The Discovery of the Tomb of King Philip II (Alexander’s Father) in Greece Proves Macedonia is Greek

Everyone in the world needs to know about the great 1977 discovery of Greek archaeologist and Professor of Aristotle University in Thessaloniki, Manolis Andronikos. He announced to the world that he had discovered the tomb of the Macedonian King Philip II in Vergina, Greece. Manolis was responsible for one of the greatest archaeological discoveries of the 20th century, which proves that Macedonia is Greek.

It was on November 8, 1977 when archeology professor Manolis Andronikos and his team found themselves in front of an archaeological find that would cause universal excitement and an unprecedented intrigue for archaeology and the scientific community.
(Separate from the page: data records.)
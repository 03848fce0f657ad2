// Copyright (c) 2025 Geoffrey Huntley <ghuntley@ghuntley.com>. All rights reserved.
// SPDX-License-Identifier: Proprietary

use async_trait::async_trait;
use thiserror::Error;

pub use crossterm::event::{KeyCode, KeyEvent, KeyEventKind, KeyModifiers, MouseButton, MouseEvent, MouseEventKind};
pub use lumen_common_i18n::{Direction, Locale};

#[derive(Debug, Clone, Copy, PartialEq, Eq, Default)]
pub enum TextDirection {
	#[default]
	Ltr,
	Rtl,
}

impl From<Direction> for TextDirection {
	fn from(dir: Direction) -> Self {
		match dir {
			Direction::Ltr => TextDirection::Ltr,
			Direction::Rtl => TextDirection::Rtl,
		}
	}
}

impl TextDirection {
	pub fn from_locale(locale: Locale) -> Self {
		locale.direction().into()
	}

	pub fn is_rtl(&self) -> bool {
		matches!(self, TextDirection::Rtl)
	}

	/// Mirror a horizontal position for RTL
	pub fn mirror_x(&self, x: u16, width: u16) -> u16 {
		match self {
			TextDirection::Ltr => x,
			TextDirection::Rtl => width.saturating_sub(x + 1),
		}
	}

	/// Get alignment start position
	pub fn align_start(&self, area_width: u16, content_width: u16) -> u16 {
		match self {
			TextDirection::Ltr => 0,
			TextDirection::Rtl => area_width.saturating_sub(content_width),
		}
	}

	/// Get alignment end position
	pub fn align_end(&self, area_width: u16, content_width: u16) -> u16 {
		match self {
			TextDirection::Ltr => area_width.saturating_sub(content_width),
			TextDirection::Rtl => 0,
		}
	}
}

/// Result type alias using ComponentError as the default error type.
pub type Result<T, E = ComponentError> = std::result::Result<T, E>;

/// Type alias for focus identifiers.
pub type FocusId = String;

/// Actions that components can emit in response to events.
#[derive(Debug, Clone, PartialEq, Eq)]
pub enum Action {
	/// Periodic tick for animations or polling.
	Tick,
	/// Request application shutdown.
	Quit,
	/// Request a re-render of the UI.
	Render,
	/// Terminal was resized to (width, height).
	Resize(u16, u16),
	/// Move focus to the next focusable component.
	FocusNext,
	/// Move focus to the previous focusable component.
	FocusPrev,
	/// Submit/confirm the current input or selection.
	Submit,
	/// Cancel the current operation.
	Cancel,
	/// A locale control switched the active locale.
	LocaleChanged { previous: Locale, current: Locale },
	/// A locale control tried to switch and the store refused.
	LocaleRejected { requested: String, reason: String },
}

/// Terminal events from crossterm.
#[derive(Debug, Clone)]
pub enum Event {
	/// Keyboard input.
	Key(KeyEvent),
	/// Mouse input.
	Mouse(MouseEvent),
	/// Terminal resize to (width, height).
	Resize(u16, u16),
	/// Periodic tick.
	Tick,
	/// Paste event with pasted text.
	Paste(String),
	/// Terminal gained focus.
	FocusGained,
	/// Terminal lost focus.
	FocusLost,
}

impl From<crossterm::event::Event> for Event {
	fn from(event: crossterm::event::Event) -> Self {
		match event {
			crossterm::event::Event::Key(key) => Event::Key(key),
			crossterm::event::Event::Mouse(mouse) => Event::Mouse(mouse),
			crossterm::event::Event::Resize(w, h) => Event::Resize(w, h),
			crossterm::event::Event::Paste(text) => Event::Paste(text),
			crossterm::event::Event::FocusGained => Event::FocusGained,
			crossterm::event::Event::FocusLost => Event::FocusLost,
		}
	}
}

/// Tracks which component currently has focus.
#[derive(Debug, Default, Clone)]
pub struct FocusState {
	pub focused_id: Option<FocusId>,
	pub focusable_ids: Vec<FocusId>,
}

impl FocusState {
	/// Register a new focusable component.
	pub fn register(&mut self, id: impl Into<FocusId>) {
		let id = id.into();
		if !self.focusable_ids.contains(&id) {
			self.focusable_ids.push(id);
		}
	}

	/// Unregister a focusable component.
	pub fn unregister(&mut self, id: &str) {
		self.focusable_ids.retain(|i| i != id);
		if self.focused_id.as_deref() == Some(id) {
			self.focused_id = None;
		}
	}

	/// Move focus to the next component.
	pub fn focus_next(&mut self) {
		if self.focusable_ids.is_empty() {
			return;
		}
		let next_idx = match self.focused_index() {
			Some(idx) => (idx + 1) % self.focusable_ids.len(),
			None => 0,
		};
		self.focused_id = Some(self.focusable_ids[next_idx].clone());
	}

	/// Move focus to the previous component.
	pub fn focus_prev(&mut self) {
		if self.focusable_ids.is_empty() {
			return;
		}
		let prev_idx = match self.focused_index() {
			Some(0) | None => self.focusable_ids.len() - 1,
			Some(idx) => idx - 1,
		};
		self.focused_id = Some(self.focusable_ids[prev_idx].clone());
	}

	/// Set focus to a specific component by id.
	pub fn set_focus(&mut self, id: &str) {
		if self.focusable_ids.iter().any(|i| i == id) {
			self.focused_id = Some(id.to_string());
		}
	}

	/// Check if a component has focus.
	pub fn is_focused(&self, id: &str) -> bool {
		self.focused_id.as_deref() == Some(id)
	}

	fn focused_index(&self) -> Option<usize> {
		self.focused_id
			.as_ref()
			.and_then(|id| self.focusable_ids.iter().position(|i| i == id))
	}
}

/// Trait for mapping key events to actions based on focus state.
pub trait Keymap<A> {
	fn key_to_action(&self, key: &KeyEvent, focus: &FocusState) -> Option<A>;
}

#[async_trait]
pub trait EventSource {
	async fn next(&mut self) -> Option<Event>;
}

#[derive(Debug, Error)]
pub enum ComponentError {
	#[error("initialization failed: {0}")]
	Init(String),
	#[error("render failed: {0}")]
	Render(String),
}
The news of the coming weeks would make the rounds of the world many times, since in the immaculate Macedonian tomb revealed by the archeological obsession of 26-year-old Andronikos, there would be a golden shrine, which had stored his bones for so many centuries. Macedonian King Philip, the father of Alexander the Great! He announced the discovery on November 24, 1977 in Thessaloniki, Greece.

The bones of Alexander the Great’s father were kept in a golden shrine for many centuries. For Professor Manolis Andronikos and his team, these were not only days of joy, but also of hard work and perseverance. Describing the discovery, the Professor had said:

“My colleagues were gathered all around. I kept digging, and soon I was sure I was happy. I had found the first untouchable Macedonian tomb. That night, like all the following nights, it was impossible to sleep for more than two or three hours.
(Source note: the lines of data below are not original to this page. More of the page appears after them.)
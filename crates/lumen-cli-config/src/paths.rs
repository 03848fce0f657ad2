// Copyright (c) 2025 Geoffrey Huntley <ghuntley@ghuntley.com>. All rights reserved.
// SPDX-License-Identifier: Proprietary

//! XDG Base Directory compliant path resolution.

use std::path::PathBuf;

use crate::ConfigError;

/// Resolved XDG paths for Lumen.
#[derive(Debug, Clone, PartialEq, Eq)]
pub struct PathsConfig {
	/// User config file: ~/.config/lumen/config.toml
	pub user_config_file: PathBuf,
	/// System config file: /etc/lumen/config.toml
	pub system_config_file: PathBuf,
	/// State directory: ~/.local/state/lumen/ (preferences, log file)
	pub state_dir: PathBuf,
}

impl PathsConfig {
	/// Lay every path out under one root. Used by tests and portable installs.
	pub fn rooted_at(root: impl Into<PathBuf>) -> Self {
		let root = root.into();
		Self {
			user_config_file: root.join("config/lumen/config.toml"),
			system_config_file: root.join("etc/lumen/config.toml"),
			state_dir: root.join("state/lumen"),
		}
	}
}

impl Default for PathsConfig {
	fn default() -> Self {
		Self {
			user_config_file: PathBuf::from("~/.config/lumen/config.toml"),
			system_config_file: PathBuf::from("/etc/lumen/config.toml"),
			state_dir: PathBuf::from("~/.local/state/lumen"),
		}
	}
}

/// Resolve XDG paths according to the Base Directory Specification.
///
/// Uses environment variables if set, otherwise falls back to defaults:
/// - XDG_CONFIG_HOME or ~/.config
/// - XDG_STATE_HOME or ~/.local/state
pub fn resolve_xdg_paths() -> Result<PathsConfig, ConfigError> {
	let home = dirs::home_dir().ok_or(ConfigError::HomeDirNotFound)?;

	let config_home = std::env::var_os("XDG_CONFIG_HOME")
		.map(PathBuf::from)
		.unwrap_or_else(|| home.join(".config"));

	let state_home = std::env::var_os("XDG_STATE_HOME")
		.map(PathBuf::from)
		.unwrap_or_else(|| home.join(".local/state"));

	tracing::debug!(
			config_home = %config_home.display(),
			state_home = %state_home.display(),
			"resolved XDG paths"
	);

	Ok(PathsConfig {
		user_config_file: config_home.join("lumen/config.toml"),
		system_config_file: PathBuf::from("/etc/lumen/config.toml"),
		state_dir: state_home.join("lumen"),
	})
}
The only difficulty we encountered was that while we were lifting the lid, we could clearly see its contents, and we had to be able to keep a cool head and continue our work, even if our eyes were blurred by what we saw and our hearts were beating and was going to break from the emotions. Inside the sarcophagus was a shrine made entirely of gold.
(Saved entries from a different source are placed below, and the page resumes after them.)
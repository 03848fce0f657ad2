// Copyright (c) 2025 Geoffrey Huntley <ghuntley@ghuntley.com>. All rights reserved.
// SPDX-License-Identifier: Proprietary

//! Translation provider lifecycle.
//!
//! A provider starts `Uninitialized` holding only configuration. `mount`
//! resolves the initial locale, creates the store and returns a `Ready`
//! provider. There is no transition back: tearing down means dropping it.

use std::sync::Arc;

use chrono::{NaiveDate, NaiveDateTime, NaiveTime};
use lumen_common_i18n::{
	format_currency, format_date, format_date_time, format_message, format_number, format_relative_time,
	format_time, negotiate_locale, try_format_message, AvailableLocales, DateStyle, DateTimeOptions, Direction,
	FormatError, Locale, MessageCatalog, MessageValues, RelativeTimeUnit, TimeStyle,
};
use tracing::{debug, info, warn};

use crate::error::StateError;
use crate::storage::{MemoryStore, PreferenceStore, LOCALE_PREFERENCE_KEY};
use crate::store::{LocaleChange, LocaleStore, SetLocaleOutcome, Subscription};

/// Where the system locale comes from during [`TranslationProvider::mount`].
#[derive(Debug, Clone, PartialEq, Eq, Default)]
pub enum SystemLocale {
	#[default]
	Ignore,
	/// Ask the operating system.
	Detect,
	/// Use this tag as if the OS had reported it.
	Fixed(String),
}

impl SystemLocale {
	fn tag(&self) -> Option<String> {
		match self {
			SystemLocale::Ignore => None,
			SystemLocale::Detect => {
				let tag = sys_locale::get_locale();
				debug!(tag = ?tag, "detected system locale");
				tag
			}
			SystemLocale::Fixed(tag) => Some(tag.clone()),
		}
	}
}

/// Pick the locale to start in.
///
/// Resolution order (highest to lowest priority):
/// 1. Persisted preference (if available)
/// 2. System locale, matched by language subtag (if available)
/// 3. Configured default (if available)
/// 4. First available locale
pub fn resolve_initial_locale(
	available: &AvailableLocales,
	persisted: Option<&str>,
	system: Option<&str>,
	default: Locale,
) -> Locale {
	if let Some(code) = persisted {
		if let Some(locale) = available.find(code) {
			return locale;
		}
		warn!(persisted = code, "ignoring persisted locale that is not available");
	}

	if let Some(locale) = system.and_then(|tag| negotiate_locale(available, tag)) {
		return locale;
	}

	if available.contains(default) {
		default
	} else {
		available.first()
	}
}

pub struct Uninitialized {
	catalog: Arc<MessageCatalog>,
	available: AvailableLocales,
	default_locale: Locale,
	preferences: Arc<dyn PreferenceStore>,
	system_locale: SystemLocale,
	session_locale: Option<Locale>,
}

pub struct Ready {
	handle: LocaleHandle,
}

pub struct TranslationProvider<S> {
	state: S,
}

impl TranslationProvider<Uninitialized> {
	/// Defaults: base locale of the catalog as default, in-memory preferences,
	/// system locale ignored.
	pub fn new(catalog: Arc<MessageCatalog>, available: AvailableLocales) -> Self {
		let default_locale = catalog.base_locale();
		Self {
			state: Uninitialized {
				catalog,
				available,
				default_locale,
				preferences: Arc::new(MemoryStore::new()),
				system_locale: SystemLocale::Ignore,
				session_locale: None,
			},
		}
	}

	pub fn default_locale(mut self, locale: Locale) -> Self {
		self.state.default_locale = locale;
		self
	}

	pub fn preferences(mut self, preferences: Arc<dyn PreferenceStore>) -> Self {
		self.state.preferences = preferences;
		self
	}

	pub fn system_locale(mut self, system_locale: SystemLocale) -> Self {
		self.state.system_locale = system_locale;
		self
	}

	/// Start in `locale` whatever the saved preference says, without writing
	/// it back. Later `set_locale` calls persist as usual.
	pub fn session_locale(mut self, locale: Locale) -> Self {
		self.state.session_locale = Some(locale);
		self
	}

	/// Resolve the initial locale and create the store.
	pub fn mount(self) -> TranslationProvider<Ready> {
		let Uninitialized {
			catalog,
			available,
			default_locale,
			preferences,
			system_locale,
			session_locale,
		} = self.state;

		let persisted = match preferences.load(LOCALE_PREFERENCE_KEY) {
			Ok(value) => value,
			Err(e) => {
				warn!(error = %e, "failed to read locale preference");
				None
			}
		};
		let system = system_locale.tag();
		let initial = match session_locale {
			Some(locale) if available.contains(locale) => locale,
			session => {
				if let Some(locale) = session {
					warn!(locale = %locale, "ignoring session locale that is not available");
				}
				resolve_initial_locale(&available, persisted.as_deref(), system.as_deref(), default_locale)
			}
		};

		info!(
			locale = %initial,
			persisted = ?persisted,
			system = ?system,
			available = available.len(),
			"translation provider mounted"
		);

		let store = LocaleStore::new(available, initial, preferences);
		TranslationProvider {
			state: Ready {
				handle: LocaleHandle { store, catalog },
			},
		}
	}
}

impl TranslationProvider<Ready> {
	pub fn locale(&self) -> Locale {
		self.state.handle.locale()
	}

	pub fn set_locale(&self, requested: &str) -> Result<SetLocaleOutcome, StateError> {
		self.state.handle.set_locale(requested)
	}

	pub fn available_locales(&self) -> &AvailableLocales {
		self.state.handle.available_locales()
	}

	pub fn subscribe<F>(&self, listener: F) -> Subscription
	where
		F: Fn(&LocaleChange) + Send + Sync + 'static,
	{
		self.state.handle.subscribe(listener)
	}

	pub fn catalog(&self) -> &Arc<MessageCatalog> {
		&self.state.handle.catalog
	}

	/// A handle for descendants. Every clone observes the same store.
	pub fn handle(&self) -> LocaleHandle {
		self.state.handle.clone()
	}

	pub fn snapshot(&self) -> LocaleSnapshot {
		self.state.handle.snapshot()
	}
}

/// Shared access to the locale store and catalog.
#[derive(Clone, Debug)]
pub struct LocaleHandle {
	store: LocaleStore,
	catalog: Arc<MessageCatalog>,
}

impl LocaleHandle {
	pub fn new(store: LocaleStore, catalog: Arc<MessageCatalog>) -> Self {
		Self { store, catalog }
	}

	pub fn locale(&self) -> Locale {
		self.store.locale()
	}

	pub fn set_locale(&self, requested: &str) -> Result<SetLocaleOutcome, StateError> {
		self.store.set_locale(requested)
	}

	pub fn set(&self, locale: Locale) -> Result<SetLocaleOutcome, StateError> {
		self.store.set(locale)
	}

	pub fn available_locales(&self) -> &AvailableLocales {
		self.store.available_locales()
	}

	pub fn subscribe<F>(&self, listener: F) -> Subscription
	where
		F: Fn(&LocaleChange) + Send + Sync + 'static,
	{
		self.store.subscribe(listener)
	}

	pub fn store(&self) -> &LocaleStore {
		&self.store
	}

	pub fn catalog(&self) -> &Arc<MessageCatalog> {
		&self.catalog
	}

	/// Read locale and generation in one step. Take one snapshot per render
	/// pass and pass it to every binding.
	pub fn snapshot(&self) -> LocaleSnapshot {
		let cell = self.store.cell();
		LocaleSnapshot {
			locale: cell.locale,
			generation: cell.generation,
			catalog: Arc::clone(&self.catalog),
		}
	}
}

/// A consistent view of the active locale and catalog.
#[derive(Clone, Debug)]
pub struct LocaleSnapshot {
	locale: Locale,
	generation: u64,
	catalog: Arc<MessageCatalog>,
}

impl LocaleSnapshot {
	pub fn new(locale: Locale, generation: u64, catalog: Arc<MessageCatalog>) -> Self {
		Self {
			locale,
			generation,
			catalog,
		}
	}

	pub fn locale(&self) -> Locale {
		self.locale
	}

	pub fn generation(&self) -> u64 {
		self.generation
	}

	pub fn catalog(&self) -> &MessageCatalog {
		&self.catalog
	}

	pub fn direction(&self) -> Direction {
		self.locale.direction()
	}

	/// Whether `store` has moved on since this snapshot was taken.
	pub fn is_stale(&self, store: &LocaleStore) -> bool {
		store.generation() != self.generation
	}

	pub fn t(&self, key: &str) -> String {
		self.catalog.t(self.locale, key)
	}

	pub fn t_with(&self, key: &str, values: &MessageValues) -> String {
		format_message(&self.catalog, self.locale, key, values)
	}

	pub fn try_t_with(&self, key: &str, values: &MessageValues) -> Option<String> {
		try_format_message(&self.catalog, self.locale, key, values)
	}

	pub fn format_number(&self, value: f64) -> String {
		format_number(self.locale, value)
	}

	pub fn format_currency(&self, value: f64, currency_code: &str) -> Result<String, FormatError> {
		format_currency(self.locale, value, currency_code)
	}

	pub fn format_date(&self, date: NaiveDate, style: DateStyle) -> String {
		format_date(self.locale, date, style)
	}

	pub fn format_time(&self, time: NaiveTime, style: TimeStyle) -> String {
		format_time(self.locale, time, style)
	}

	pub fn format_date_time(&self, value: &NaiveDateTime, options: DateTimeOptions) -> Result<String, FormatError> {
		format_date_time(self.locale, value, options)
	}

	pub fn format_relative_time(&self, value: f64, unit: RelativeTimeUnit) -> String {
		format_relative_time(self.locale, value, unit)
	}
}

#[cfg(test)]
mod tests {
	use super::*;
	use lumen_common_i18n::Bundle;

	fn locale(code: &str) -> Locale {
		Locale::parse(code).unwrap()
	}

	fn available() -> AvailableLocales {
		AvailableLocales::from_codes(["en", "es", "fr"]).unwrap()
	}

	fn catalog() -> Arc<MessageCatalog> {
		let catalog = MessageCatalog::builder(locale("en"))
			.bundle(
				locale("en"),
				Bundle::from_pairs([("greeting", "Hello, {name}!"), ("nav.home", "Home")]),
			)
			.bundle(locale("es"), Bundle::from_pairs([("nav.home", "Inicio")]))
			.build(&available())
			.unwrap();
		Arc::new(catalog)
	}

	#[test]
	fn test_resolution_order() {
		let available = available();
		let en = locale("en");
		assert_eq!(resolve_initial_locale(&available, Some("fr"), Some("es_ES"), en), locale("fr"));
		assert_eq!(resolve_initial_locale(&available, Some("de"), Some("es_ES"), en), locale("es"));
		assert_eq!(resolve_initial_locale(&available, None, Some("ja_JP"), locale("fr")), locale("fr"));
		assert_eq!(resolve_initial_locale(&available, None, None, locale("ar")), locale("en"));
	}

	#[test]
	fn test_mount_uses_persisted_preference() {
		let preferences = Arc::new(MemoryStore::new().with(LOCALE_PREFERENCE_KEY, "es"));
		let provider = TranslationProvider::new(catalog(), available())
			.preferences(preferences)
			.mount();
		assert_eq!(provider.locale(), locale("es"));
		assert_eq!(provider.snapshot().t("nav.home"), "Inicio");
	}

	#[test]
	fn test_session_locale_wins_without_being_saved() {
		let preferences = Arc::new(MemoryStore::new().with(LOCALE_PREFERENCE_KEY, "es"));
		let provider = TranslationProvider::new(catalog(), available())
			.preferences(preferences.clone())
			.session_locale(locale("fr"))
			.mount();

		assert_eq!(provider.locale(), locale("fr"));
		assert_eq!(provider.snapshot().generation(), 0);
		assert_eq!(preferences.get(LOCALE_PREFERENCE_KEY).as_deref(), Some("es"));

		provider.set_locale("en").unwrap();
		assert_eq!(preferences.get(LOCALE_PREFERENCE_KEY).as_deref(), Some("en"));
	}

	#[test]
	fn test_unavailable_session_locale_is_ignored() {
		let preferences = Arc::new(MemoryStore::new().with(LOCALE_PREFERENCE_KEY, "es"));
		let provider = TranslationProvider::new(catalog(), available())
			.preferences(preferences)
			.session_locale(locale("de"))
			.mount();
		assert_eq!(provider.locale(), locale("es"));
	}

	#[test]
	fn test_mount_uses_system_locale_when_nothing_persisted() {
		let provider = TranslationProvider::new(catalog(), available())
			.system_locale(SystemLocale::Fixed("fr_CA.UTF-8".to_string()))
			.mount();
		assert_eq!(provider.locale(), locale("fr"));
	}

	#[test]
	fn test_mount_uses_default_locale() {
		let provider = TranslationProvider::new(catalog(), available())
			.default_locale(locale("es"))
			.mount();
		assert_eq!(provider.locale(), locale("es"));
	}

	#[test]
	fn test_snapshot_reflects_changes() {
		let provider = TranslationProvider::new(catalog(), available()).mount();
		let before = provider.snapshot();
		provider.set_locale("es").unwrap();
		let after = provider.snapshot();

		assert_eq!(before.locale(), locale("en"));
		assert_eq!(before.t("nav.home"), "Home");
		assert!(before.is_stale(provider.handle().store()));

		assert_eq!(after.locale(), locale("es"));
		assert_eq!(after.generation(), 1);
		assert_eq!(after.t("nav.home"), "Inicio");
		assert!(!after.is_stale(provider.handle().store()));
	}

	#[test]
	fn test_snapshot_formatting_helpers() {
		let provider = TranslationProvider::new(catalog(), available()).mount();
		provider.set_locale("es").unwrap();
		let snapshot = provider.snapshot();

		let values = MessageValues::new().with("name", "Ana");
		assert_eq!(snapshot.t_with("greeting", &values), "Hello, Ana!");
		assert_eq!(snapshot.try_t_with("x.y.z", &values), None);
		assert_eq!(snapshot.format_number(1234.5), "1.234,5");
		assert_eq!(snapshot.format_relative_time(-2.0, RelativeTimeUnit::Day), "hace 2 días");
	}

	#[test]
	fn test_handles_share_state() {
		let provider = TranslationProvider::new(catalog(), available()).mount();
		let a = provider.handle();
		let b = provider.handle();
		a.set_locale("fr").unwrap();
		assert_eq!(b.locale(), locale("fr"));
		assert_eq!(provider.locale(), locale("fr"));
	}
}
On its lid was an imposing embossed star with sixteen rays and a rosette in the middle. With great care and emotion I lifted the lid with the star. But what we saw once again took our breath away, dazzled our eyes and flooded us with awe: the most unexpected spectacle was an all-gold wreath of leaves that was folded and placed on the bones. I said to myself: If the suspicion you have that the tomb belongs to Philip is true, then you have held the Shrine with its bones in your hands. Such a thought is so incredible that seems completely unreal. I do not think I have ever experienced such a disturbance in my life and I never will…”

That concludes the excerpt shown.